Eu me esforçava, dizia alguma coisa que minha mente não acompanhava, e os ecos de vozes variadas também não faziam sentido. Apertava a mão daquele homem, como se fosse minha única esperança de vida, e ele falava palavras de consolo, bem, eu achava que era, seu tom de voz era calmo, não me lembro de ter soltado sua mão uma única vez, até perder a consciência.

▬☼▬

Uma sensação estranha percorreu meu corpo, senti um baque muito forte e tentei abrir os olhos, mas não obtive sucesso. Dor, muita dor, nunca senti nada igual, e a angústia de tentar abrir os olhos, tentando me comunicar e não conseguir, era um tormento. Estava tudo muito distante, muito confuso, vozes à minha volta, barulho, movimento, choro, mas nada daquilo me despertava o suficiente para sequer conseguir abrir os olhos.

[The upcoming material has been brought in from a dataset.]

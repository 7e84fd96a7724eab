#![forbid(unsafe_code)]

mod create;
mod edit;
mod query;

"A mãe está aqui, minha filha."

A voz de minha mãe ecoava distante em minha mente em meio a aquela escuridão em que me encontrava.

"Você vai sair dessa, princesinha do pai."

Cheguei até sentir a carícia feita pela mão de meu pai em meu rosto, mas o sono era tão profundo que não consegui reagir.

"O que eu faço da minha vida sem você?"

A voz de Rodolfo ecoava pela minha mente, e mais uma vez não consegui responder. Eu apenas ouvia lá ao longe, distante, cada vez mais distante, até que tudo ficou calmo, escuro, silencioso. Uma vez ou outra ouvia alguma coisa a minha volta, mas nada que fizesse sentido. Não sentia dor, medo, tristeza, nada. Era só um sono profundo, um vazio que foi se dissipando aos poucos até que, por fim, consegui enxergar a luz.

— Oi.

Pisquei várias vezes tentando me acostumar com a claridade. Estava tonta, bastante sonolenta, mas já conseguia manter os olhos abertos.

— Mãe — falei para aquela figura feminina que mexia comigo.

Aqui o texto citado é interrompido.